Every line below that holds the string "Option" should be copied out.

Saved entries
-- Opening Marker --
use std::path::PathBuf;

use clap::Parser;

/// Host-side runner for the LightwaveOS core: real render and audio
/// pipelines, simulated LED driver.
#[derive(Parser, Debug)]
#[command(name = "lightwave", version, about)]
pub struct Cli {
    /// Boot configuration TOML (missing file = built-in defaults).
    #[arg(short, long)]
    pub config: Option<PathBuf>,

    /// Plugin manifest directory (overrides the config).
    #[arg(long)]
    pub plugin_dir: Option<PathBuf>,

    /// Tunable persistence file (overrides the config).
    #[arg(long)]
    pub tunables: Option<PathBuf>,

    /// Audio source: "silence", "tone:<hz>", or "mic" (capture feature).
    #[arg(long, default_value = "silence")]
    pub audio: String,

    /// Target fps (overrides the config).
    #[arg(long)]
    pub fps: Option<u32>,
}
/// Courbes d'easing et état d'un cross-fade en cours.
///
/// L'ensemble des courbes est fermé et exposé par index — le contrat
/// externe (REST `curve_id`) référence ces positions, ne jamais les
/// réordonner.

/// The closed easing set, exposed by index 0..11.
#[derive(Clone, Copy, Debug, Default, PartialEq, Eq)]
pub enum Curve {
    /// Straight line.
    #[default]
    Linear,
    /// Quadratic ease-in.
    EaseIn,
    /// Quadratic ease-out.
    EaseOut,
    /// Quadratic ease-in-out.
    EaseInOut,
    /// Half-sine.
    Sine,
    /// Quartic in-out (steeper shoulders than EaseInOut).
    QuartInOut,
    /// Cubic in-out.
    CubicInOut,
    /// Exponential out.
    ExpoOut,
    /// Overshooting back-out.
    BackOut,
    /// Damped elastic out.
    ElasticOut,
    /// Bouncing out.
    BounceOut,
}

/// All curves, in index order.
pub const CURVES: [Curve; 11] = [
    Curve::Linear,
    Curve::EaseIn,
    Curve::EaseOut,
    Curve::EaseInOut,
    Curve::Sine,
    Curve::QuartInOut,
    Curve::CubicInOut,
    Curve::ExpoOut,
    Curve::BackOut,
    Curve::ElasticOut,
    Curve::BounceOut,
];

impl Curve {
    /// Curve for an index, `None` past the closed set.
    #[must_use]
    pub fn from_index(i: u8) -> Option<Curve> {
        CURVES.get(usize::from(i)).copied()
    }

    /// Index of this curve in the exposed set.
    #[must_use]
    pub fn index(self) -> u8 {
        CURVES.iter().position(|&c| c == self).unwrap_or(0) as u8
    }

    /// Lowercase name for API listings.
    #[must_use]
    pub const fn name(self) -> &'static str {
        match self {
            Curve::Linear => "linear",
            Curve::EaseIn => "ease-in",
            Curve::EaseOut => "ease-out",
            Curve::EaseInOut => "ease-in-out",
            Curve::Sine => "sine",
            Curve::QuartInOut => "quart-in-out",
            Curve::CubicInOut => "cubic-in-out",
            Curve::ExpoOut => "expo-out",
            Curve::BackOut => "back-out",
            Curve::ElasticOut => "elastic-out",
            Curve::BounceOut => "bounce-out",
        }
    }

    /// Apply the easing to `t ∈ [0, 1]`.
    #[must_use]
    pub fn apply(self, t: f32) -> f32 {
        let t = t.clamp(0.0, 1.0);
        match self {
            Curve::Linear => t,
            Curve::EaseIn => t * t,
            Curve::EaseOut => t * (2.0 - t),
            Curve::EaseInOut => {
                if t < 0.5 {
                    2.0 * t * t
                } else {
                    1.0 - 2.0 * (1.0 - t) * (1.0 - t)
                }
            }
            Curve::Sine => (t * std::f32::consts::FRAC_PI_2).sin(),
            Curve::QuartInOut => {
                if t < 0.5 {
                    8.0 * t * t * t * t
                } else {
                    let u = 1.0 - t;
                    1.0 - 8.0 * u * u * u * u
                }
            }
            Curve::CubicInOut => {
                if t < 0.5 {
                    4.0 * t * t * t
                } else {
                    let u = 1.0 - t;
                    1.0 - 4.0 * u * u * u
                }
            }
            Curve::ExpoOut => {
                if t >= 1.0 {
                    1.0
                } else {
                    1.0 - 2.0f32.powf(-10.0 * t)
                }
            }
            Curve::BackOut => {
                let u = t - 1.0;
                1.0 + u * u * (2.70158 * u + 1.70158)
            }
            Curve::ElasticOut => {
                if t <= 0.0 {
                    0.0
                } else if t >= 1.0 {
                    1.0
                } else {
                    let c = std::f32::consts::TAU / 3.0;
                    2.0f32.powf(-10.0 * t) * ((t * 10.0 - 0.75) * c).sin() + 1.0
                }
            }
            Curve::BounceOut => {
                let n1 = 7.5625;
                let d1 = 2.75;
                if t < 1.0 / d1 {
                    n1 * t * t
                } else if t < 2.0 / d1 {
                    let u = t - 1.5 / d1;
                    n1 * u * u + 0.75
                } else if t < 2.5 / d1 {
                    let u = t - 2.25 / d1;
                    n1 * u * u + 0.9375
                } else {
                    let u = t - 2.625 / d1;
                    n1 * u * u + 0.984_375
                }
            }
        }
    }
}

/// Un cross-fade en cours : temps accumulé et courbe. Le poids 1.0 marque
/// la fin — l'effet précédent est alors lâché.
pub struct Transition {
    elapsed: f32,
    duration: f32,
    curve: Curve,
}

impl Transition {
    /// Start a fade over `duration` seconds.
    #[must_use]
    pub fn new(duration: f32, curve: Curve) -> Self {
        Self {
            elapsed: 0.0,
            duration: duration.max(1e-3),
            curve,
        }
    }

    /// Advance by `dt` and return the eased blend weight in [0, 1]
    /// (0 = fully previous, 1 = fully current).
    pub fn advance(&mut self, dt: f32) -> f32 {
        self.elapsed += dt;
        self.weight()
    }

    /// Current eased weight without advancing.
    #[must_use]
    pub fn weight(&self) -> f32 {
        self.curve.apply((self.elapsed / self.duration).min(1.0))
    }

    /// Whether the fade has fully arrived.
    #[must_use]
    pub fn done(&self) -> bool {
        self.elapsed >= self.duration
    }
}

#[cfg(test)]
mod tests {
    use super::*;

    #[test]
    fn every_curve_hits_both_endpoints() {
        for curve in CURVES {
            assert!(curve.apply(0.0).abs() < 1e-3, "{curve:?} at 0");
            assert!((curve.apply(1.0) - 1.0).abs() < 1e-3, "{curve:?} at 1");
        }
    }

    #[test]
    fn indices_round_trip() {
        for (i, curve) in CURVES.iter().enumerate() {
            assert_eq!(Curve::from_index(i as u8), Some(*curve));
            assert_eq!(curve.index(), i as u8);
        }
        assert_eq!(Curve::from_index(CURVES.len() as u8), None);
    }

    #[test]
    fn linear_midpoint_is_half() {
        let mut t = Transition::new(0.5, Curve::Linear);
        let w = t.advance(0.25);
        assert!((w - 0.5).abs() < 1e-6);
        assert!(!t.done());
        t.advance(0.25);
        assert!(t.done());
    }
}
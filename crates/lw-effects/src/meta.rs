/// Métadonnées de pattern : famille, tags et drapeaux consultés par le
/// scheduler (politique de reset, opt-out de correction). Exprimés en
/// données, jamais en héritage.

/// Broad effect family, for UI grouping and API listings.
#[derive(Clone, Copy, Debug, PartialEq, Eq)]
pub enum EffectFamily {
    /// Slow, texture-first fields.
    Ambient,
    /// Driven by the 64-bin spectrum.
    Spectral,
    /// Driven by beats, onsets and percussion.
    Rhythmic,
    /// Driven by chroma and chord detection.
    Harmonic,
    /// Plain utility output (solid colours, meters).
    Utility,
}

impl EffectFamily {
    /// Lowercase name as exposed over the API.
    #[must_use]
    pub const fn name(self) -> &'static str {
        match self {
            EffectFamily::Ambient => "ambient",
            EffectFamily::Spectral => "spectral",
            EffectFamily::Rhythmic => "rhythmic",
            EffectFamily::Harmonic => "harmonic",
            EffectFamily::Utility => "utility",
        }
    }
}

/// Tag bits for effect capabilities.
pub mod tags {
    /// Reacts to the audio snapshot at all.
    pub const AUDIO_REACTIVE: u32 = 1 << 0;
    /// Motion emanates from the centre pair.
    pub const CENTRE_ORIGIN: u32 = 1 << 1;
    /// Uses the tempo tracker.
    pub const TEMPO_SYNCED: u32 = 1 << 2;
    /// Uses the chord detector.
    pub const HARMONIC: u32 = 1 << 3;
    /// Low-brightness ambient lighting candidate.
    pub const AMBIENT_SAFE: u32 = 1 << 4;
}

/// Static metadata carried by every effect and mirrored into the
/// registry's id-indexed table at registration time.
#[derive(Clone, Copy, Debug)]
pub struct EffectMeta {
    /// Effect name, stable, lowercase, dash-separated.
    pub name: &'static str,
    /// Family bucket.
    pub family: EffectFamily,
    /// Tag bitset (see [`tags`]).
    pub tags: u32,
    /// Writes mirrored pixels from the centre pair outward.
    pub centre_origin: bool,
    /// Next frame depends on this frame's buffer (feedback) — the
    /// scheduler preserves the buffer instead of clearing it.
    pub stateful: bool,
    /// Amplitude ratios carry meaning; colour correction defaults off.
    pub lgp_sensitive: bool,
}

#[cfg(test)]
mod tests {
    use super::*;

    #[test]
    fn family_names_are_lowercase() {
        for f in [
            EffectFamily::Ambient,
            EffectFamily::Spectral,
            EffectFamily::Rhythmic,
            EffectFamily::Harmonic,
            EffectFamily::Utility,
        ] {
            assert_eq!(f.name(), f.name().to_lowercase());
        }
    }
}
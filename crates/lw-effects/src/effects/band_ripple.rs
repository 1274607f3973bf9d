use lw_core::error::CoreError;
use lw_core::geometry::{HALF_SPAN, LEDS_PER_STRIP};
use lw_core::tunables::TunableValue;

use crate::context::EffectContext;
use crate::effect::Effect;
use crate::meta::{EffectFamily, EffectMeta, tags};
use crate::params::{self, ParamDescriptor, f32_param};

static META: EffectMeta = EffectMeta {
    name: "band-ripple",
    family: EffectFamily::Spectral,
    tags: tags::AUDIO_REACTIVE | tags::CENTRE_ORIGIN,
    centre_origin: true,
    stateful: true,
    lgp_sensitive: false,
};

static PARAMS: &[ParamDescriptor] = &[
    f32_param("scroll-rate", 70.0, 5.0, 200.0, "motion"),
    f32_param("gain", 1.3, 0.0, 4.0, "level"),
    f32_param("trail", 0.96, 0.8, 1.0, "motion"),
];

/// L'énergie des 8 bandes naît au centre et ondule vers les bords : la
/// frame précédente est décalée d'un cran vers l'extérieur, la paire
/// centrale reçoit le mix de bandes de la frame courante. L'historique
/// spectral devient une texture spatiale — stateful par construction.
pub struct BandRipple {
    scroll_rate: f32,
    gain: f32,
    trail: f32,
    /// Fractional scroll accumulator in LEDs.
    scroll_acc: f32,
}

impl BandRipple {
    /// Defaults from the parameter table.
    #[must_use]
    pub fn new() -> Self {
        Self {
            scroll_rate: 70.0,
            gain: 1.3,
            trail: 0.96,
            scroll_acc: 0.0,
        }
    }
}

impl Default for BandRipple {
    fn default() -> Self {
        Self::new()
    }
}

impl Effect for BandRipple {
    fn meta(&self) -> &'static EffectMeta {
        &META
    }

    fn param_descriptors(&self) -> &'static [ParamDescriptor] {
        PARAMS
    }

    fn get_param(&self, name: &str) -> Option<TunableValue> {
        match name {
            "scroll-rate" => Some(TunableValue::F32(self.scroll_rate)),
            "gain" => Some(TunableValue::F32(self.gain)),
            "trail" => Some(TunableValue::F32(self.trail)),
            _ => None,
        }
    }

    fn set_param(&mut self, name: &str, value: TunableValue) -> Result<(), CoreError> {
        let desc = params::find(PARAMS, name)
            .ok_or_else(|| CoreError::not_found(format!("parameter '{name}'")))?;
        desc.validate(value)?;
        match (name, value) {
            ("scroll-rate", TunableValue::F32(v)) => self.scroll_rate = v,
            ("gain", TunableValue::F32(v)) => self.gain = v,
            ("trail", TunableValue::F32(v)) => self.trail = v,
            _ => {}
        }
        Ok(())
    }

    fn render(&mut self, ctx: &mut EffectContext) {
        self.scroll_acc += self.scroll_rate * ctx.dt;
        let steps = self.scroll_acc as usize;
        self.scroll_acc -= steps as f32;

        // Shift the previous frame outward, one LED per step, all four
        // mirrored quadrants in lockstep.
        for _ in 0..steps.min(HALF_SPAN) {
            for d in (1..HALF_SPAN).rev() {
                let src_left = (LEDS_PER_STRIP / 2) - d; // 80 - d = index at distance d-1
                let colour = ctx.frame.px[src_left].scaled(self.trail);
                ctx.frame.centre_pair(d, colour);
            }
        }

        // New centre value: palette-weighted mix of the 8 bands.
        let bands = &ctx.audio.bands8;
        let mut r = 0.0f32;
        let mut g = 0.0f32;
        let mut b = 0.0f32;
        for (i, &energy) in bands.iter().enumerate() {
            let c = ctx.palette.sample(i as f32 / bands.len() as f32);
            let w = (energy * self.gain).min(1.0);
            r += f32::from(c.r) * w;
            g += f32::from(c.g) * w;
            b += f32::from(c.b) * w;
        }
        let centre = lw_core::pixel::Rgb8::new(
            (r / 2.0).min(255.0) as u8,
            (g / 2.0).min(255.0) as u8,
            (b / 2.0).min(255.0) as u8,
        );
        ctx.frame.centre_pair(0, centre);
    }

    fn reset(&mut self) {
        self.scroll_acc = 0.0;
    }
}
/// Le contrat d'effet, les descripteurs de paramètres, le registre
/// builtin (128 slots, ids par ordre d'enregistrement) et les effets
/// compilés en dur.
///
/// Aucun chargement dynamique : les plugins ne font que curer et
/// paramétrer l'ensemble enregistré ici.

pub mod context;
pub mod effect;
pub mod effects;
pub mod meta;
pub mod params;
pub mod registry;

pub use context::EffectContext;
pub use effect::Effect;
pub use meta::{EffectFamily, EffectMeta};
pub use params::ParamDescriptor;
pub use registry::{EffectRegistry, MAX_EFFECTS};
-- Closing Marker --
Output for this exercise
    pub config: Option<PathBuf>,
    pub plugin_dir: Option<PathBuf>,
    pub tunables: Option<PathBuf>,
    pub fps: Option<u32>,
    pub fn from_index(i: u8) -> Option<Curve> {
    fn get_param(&self, name: &str) -> Option<TunableValue> {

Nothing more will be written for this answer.